**TASK DETAILS**
In the data that follows, find the line containing "rules, Arc::new(NullAnalyzer), Arc::new(LogTransport))"; then quote that line and every line after it, exactly, through the last one.

*** Opening MATERIAL SHOWN ***

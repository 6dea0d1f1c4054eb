//! Wiring of the alerting components and their background tasks.

use anyhow::{Context, Result};
use std::sync::Arc;
use tokio::sync::{mpsc, Mutex};
use tokio::task::JoinHandle;
use tracing::{info, warn};

use crate::ai::{AiAnalyzer, EnrichmentPipeline, PatternJob, PatternSchedule};
use crate::alerts::{Alert, AlertEvent, AlertStore, EvaluationReport, EventBus, MetricSnapshot, RuleEvaluator};
use crate::config::Config;
use crate::notifications::{run_dispatch_loop, NotificationChannel, NotificationDispatcher, NotificationTransport};
use crate::realtime::RealtimeHub;
use crate::rules::{Rule, RuleStore, StoreError};

/// Reason recorded when an operator resolves an alert without giving one
pub const MANUAL_RESOLVE_REASON: &str = "manually resolved";

/// Reason recorded when the rule behind an active alert is deleted
pub const RULE_DELETED_REASON: &str = "rule deleted";

struct BackgroundTasks {
    dispatch_shutdown: mpsc::Sender<()>,
    dispatch_handle: JoinHandle<()>,
    pattern_job: Option<PatternJob>,
}

pub struct AlertingEngine {
    rules: Arc<RuleStore>,
    alerts: Arc<AlertStore>,
    bus: Arc<EventBus>,
    enrichment: Arc<EnrichmentPipeline>,
    evaluator: RuleEvaluator,
    hub: Arc<RealtimeHub>,
    dispatcher: Arc<NotificationDispatcher>,
    pattern_schedule: Option<PatternSchedule>,
    tasks: Mutex<Option<BackgroundTasks>>,
}

impl AlertingEngine {
    /// Load rules and channels from the configured files and build the
    /// engine. Fails only when the definitions cannot form a valid store.
    pub fn new(
        config: &Config,
        analyzer: Arc<dyn AiAnalyzer>,
        transport: Arc<dyn NotificationTransport>,
    ) -> Result<Arc<Self>> {
        let rules = RuleStore::load(&config.alerting.rules_path, &config.alerting.channels_path)
            .context("loading alert rules and notification channels")?;
        Ok(Self::with_store(config, rules, analyzer, transport))
    }

    pub fn with_store(
        config: &Config,
        rules: Arc<RuleStore>,
        analyzer: Arc<dyn AiAnalyzer>,
        transport: Arc<dyn NotificationTransport>,
    ) -> Arc<Self> {
        let alerts = AlertStore::with_limits(config.alerting.history_limit, config.alerting.anomaly_limit);
        let bus = EventBus::new(config.alerting.event_buffer);
        let enrichment = EnrichmentPipeline::new(
            analyzer,
            alerts.clone(),
            bus.clone(),
            config.ai.enrichment_settings(),
        );
        let evaluator = RuleEvaluator::new(rules.clone(), alerts.clone(), enrichment.clone(), bus.clone());
        let hub = RealtimeHub::new(
            alerts.clone(),
            config.realtime.client_buffer,
            config.realtime.max_metrics_bytes,
        );
        let dispatcher = NotificationDispatcher::new(rules.clone(), hub.clone(), enrichment.clone(), transport);
        let pattern_schedule = config.patterns.enabled.then(|| config.patterns.schedule());

        Arc::new(Self {
            rules,
            alerts,
            bus,
            enrichment,
            evaluator,
            hub,
            dispatcher,
            pattern_schedule,
            tasks: Mutex::new(None),
        })
    }

    pub fn rules(&self) -> &Arc<RuleStore> {
        &self.rules
    }

    pub fn alerts(&self) -> &Arc<AlertStore> {
        &self.alerts
    }

    pub fn bus(&self) -> &Arc<EventBus> {
        &self.bus
    }

    pub fn hub(&self) -> &Arc<RealtimeHub> {
        &self.hub
    }

    /// Evaluate one metric snapshot against the rule set
    pub async fn ingest(&self, snapshot: MetricSnapshot) -> EvaluationReport {
        self.evaluator.evaluate(&snapshot).await
    }

    /// Start the dispatch loop and, if enabled, the pattern analysis job.
    /// Calling it again while running does nothing.
    pub async fn start(&self) {
        let mut tasks = self.tasks.lock().await;
        if tasks.is_some() {
            warn!("Alerting engine already started");
            return;
        }

        let (dispatch_shutdown, shutdown_rx) = mpsc::channel(1);
        let dispatch_handle = tokio::spawn(run_dispatch_loop(
            self.dispatcher.clone(),
            self.bus.subscribe(),
            shutdown_rx,
        ));
        let pattern_job = self
            .pattern_schedule
            .clone()
            .map(|schedule| PatternJob::start(self.enrichment.clone(), schedule));

        info!(
            patterns = pattern_job.is_some(),
            "Alerting engine started"
        );
        *tasks = Some(BackgroundTasks {
            dispatch_shutdown,
            dispatch_handle,
            pattern_job,
        });
    }

    /// Stop background tasks and wait for them to exit
    pub async fn shutdown(&self) {
        let Some(mut tasks) = self.tasks.lock().await.take() else {
            return;
        };
        if let Some(job) = tasks.pattern_job.as_mut() {
            job.stop().await;
        }
        let _ = tasks.dispatch_shutdown.send(()).await;
        let _ = tasks.dispatch_handle.await;
        info!("Alerting engine stopped");
    }

    pub async fn is_running(&self) -> bool {
        self.tasks.lock().await.is_some()
    }

    // ========== Alerts ==========

    pub async fn active_alerts(&self) -> Vec<Alert> {
        self.alerts.get_active().await
    }

    pub async fn alert_history(&self, limit: usize) -> Vec<Alert> {
        self.alerts.get_history(limit).await
    }

    pub async fn acknowledge(&self, alert_id: &str) -> Option<Alert> {
        let alert = self.alerts.acknowledge(alert_id).await?;
        info!(alert_id = %alert.id, rule_id = %alert.rule_id, "Alert acknowledged");
        self.bus.publish(AlertEvent::Updated(alert.clone()));
        Some(alert)
    }

    pub async fn resolve(&self, alert_id: &str, reason: Option<&str>) -> Option<Alert> {
        let reason = reason.unwrap_or(MANUAL_RESOLVE_REASON);
        let alert = self.alerts.resolve(alert_id, reason).await?;
        info!(alert_id = %alert.id, rule_id = %alert.rule_id, reason, "Alert resolved");
        self.bus.publish(AlertEvent::Resolved(alert.clone()));
        Some(alert)
    }

    // ========== Rules & channels ==========

    pub async fn add_rule(&self, rule: Rule) -> Result<Rule, StoreError> {
        let rule = self.rules.add_rule(rule).await?;
        info!(rule_id = %rule.id, rule_type = rule.type_name(), "Rule added");
        Ok(rule)
    }

    pub async fn update_rule(&self, id: &str, rule: Rule) -> Result<Rule, StoreError> {
        let rule = self.rules.update_rule(id, rule).await?;
        info!(rule_id = %rule.id, "Rule updated");
        Ok(rule)
    }

    /// Delete a rule and resolve the alert it keeps active, if any
    pub async fn delete_rule(&self, id: &str) -> Result<Rule, StoreError> {
        let rule = self.rules.delete_rule(id).await?;
        if let Some(alert) = self.alerts.resolve_rule(&rule.id, RULE_DELETED_REASON).await {
            self.bus.publish(AlertEvent::Resolved(alert));
        }
        info!(rule_id = %rule.id, "Rule deleted");
        Ok(rule)
    }

    pub async fn add_channel(&self, channel: NotificationChannel) -> Result<NotificationChannel, StoreError> {
        let channel = self.rules.add_channel(channel).await?;
        info!(channel_id = %channel.id, channel_type = channel.channel_type.as_str(), "Channel added");
        Ok(channel)
    }

    pub async fn update_channel(
        &self,
        id: &str,
        channel: NotificationChannel,
    ) -> Result<NotificationChannel, StoreError> {
        let channel = self.rules.update_channel(id, channel).await?;
        info!(channel_id = %channel.id, "Channel updated");
        Ok(channel)
    }

    pub async fn delete_channel(&self, id: &str) -> Result<NotificationChannel, StoreError> {
        let channel = self.rules.delete_channel(id).await?;
        info!(channel_id = %channel.id, "Channel deleted");
        Ok(channel)
    }
}

#[cfg(test)]
mod tests {
    use super::*;
    use crate::ai::NullAnalyzer;
    use crate::notifications::LogTransport;
    use serde_json::json;

    fn engine() -> Arc<AlertingEngine> {
        let mut config = Config::default();
        config.patterns.enabled = false;
        let rules = RuleStore::with_defaults().unwrap();
        AlertingEngine::with_store(&config, rules, Arc::new(NullAnalyzer), Arc::new(LogTransport))
    }

    #[tokio::test]
    async fn test_acknowledge_publishes_update() {
        let engine = engine();
        let mut events = engine.bus().subscribe();

        engine
            .ingest(MetricSnapshot::new("node-1", json!({ "system_cpu_usage": 95 })))
            .await;
        assert!(matches!(events.recv().await.unwrap(), AlertEvent::Created(_)));

        let acknowledged = engine.acknowledge("cpu_high").await.unwrap();
        assert_eq!(acknowledged.status, crate::alerts::AlertStatus::Acknowledged);
        assert!(matches!(events.recv().await.unwrap(), AlertEvent::Updated(_)));
    }

    #[tokio::test]
    async fn test_delete_rule_resolves_its_alert() {
        let engine = engine();
        engine
            .ingest(MetricSnapshot::new("node-1", json!({ "system_cpu_usage": 95 })))
            .await;
        assert_eq!(engine.active_alerts().await.len(), 1);

        engine.delete_rule("cpu_high").await.unwrap();

        assert!(engine.active_alerts().await.is_empty());
        let history = engine.alert_history(10).await;
        assert_eq!(history.last().unwrap().resolution_reason.as_deref(), Some(RULE_DELETED_REASON));
    }

    #[tokio::test]
    async fn test_start_and_shutdown() {
        let engine = engine();
        engine.start().await;
        engine.start().await;
        assert!(engine.is_running().await);

        engine.shutdown().await;
        assert!(!engine.is_running().await);
    }

    #[tokio::test]
    async fn test_manual_resolve_unknown_alert() {
        let engine = engine();
        assert!(engine.resolve("missing", None).await.is_none());
    }
}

*** Closing MATERIAL SHOWN ***

**ANSWER TO THE PROBLEM**
        AlertingEngine::with_store(&config, rules, Arc::new(NullAnalyzer), Arc::new(LogTransport))
    }

    #[tokio::test]
    async fn test_acknowledge_publishes_update() {
        let engine = engine();
        let mut events = engine.bus().subscribe();

        engine
            .ingest(MetricSnapshot::new("node-1", json!({ "system_cpu_usage": 95 })))
            .await;
        assert!(matches!(events.recv().await.unwrap(), AlertEvent::Created(_)));

        let acknowledged = engine.acknowledge("cpu_high").await.unwrap();
        assert_eq!(acknowledged.status, crate::alerts::AlertStatus::Acknowledged);
        assert!(matches!(events.recv().await.unwrap(), AlertEvent::Updated(_)));
    }

    #[tokio::test]
    async fn test_delete_rule_resolves_its_alert() {
        let engine = engine();
        engine
            .ingest(MetricSnapshot::new("node-1", json!({ "system_cpu_usage": 95 })))
            .await;
        assert_eq!(engine.active_alerts().await.len(), 1);

        engine.delete_rule("cpu_high").await.unwrap();

        assert!(engine.active_alerts().await.is_empty());
        let history = engine.alert_history(10).await;
        assert_eq!(history.last().unwrap().resolution_reason.as_deref(), Some(RULE_DELETED_REASON));
    }

    #[tokio::test]
    async fn test_start_and_shutdown() {
        let engine = engine();
        engine.start().await;
        engine.start().await;
        assert!(engine.is_running().await);

        engine.shutdown().await;
        assert!(!engine.is_running().await);
    }

    #[tokio::test]
    async fn test_manual_resolve_unknown_alert() {
        let engine = engine();
        assert!(engine.resolve("missing", None).await.is_none());
    }
}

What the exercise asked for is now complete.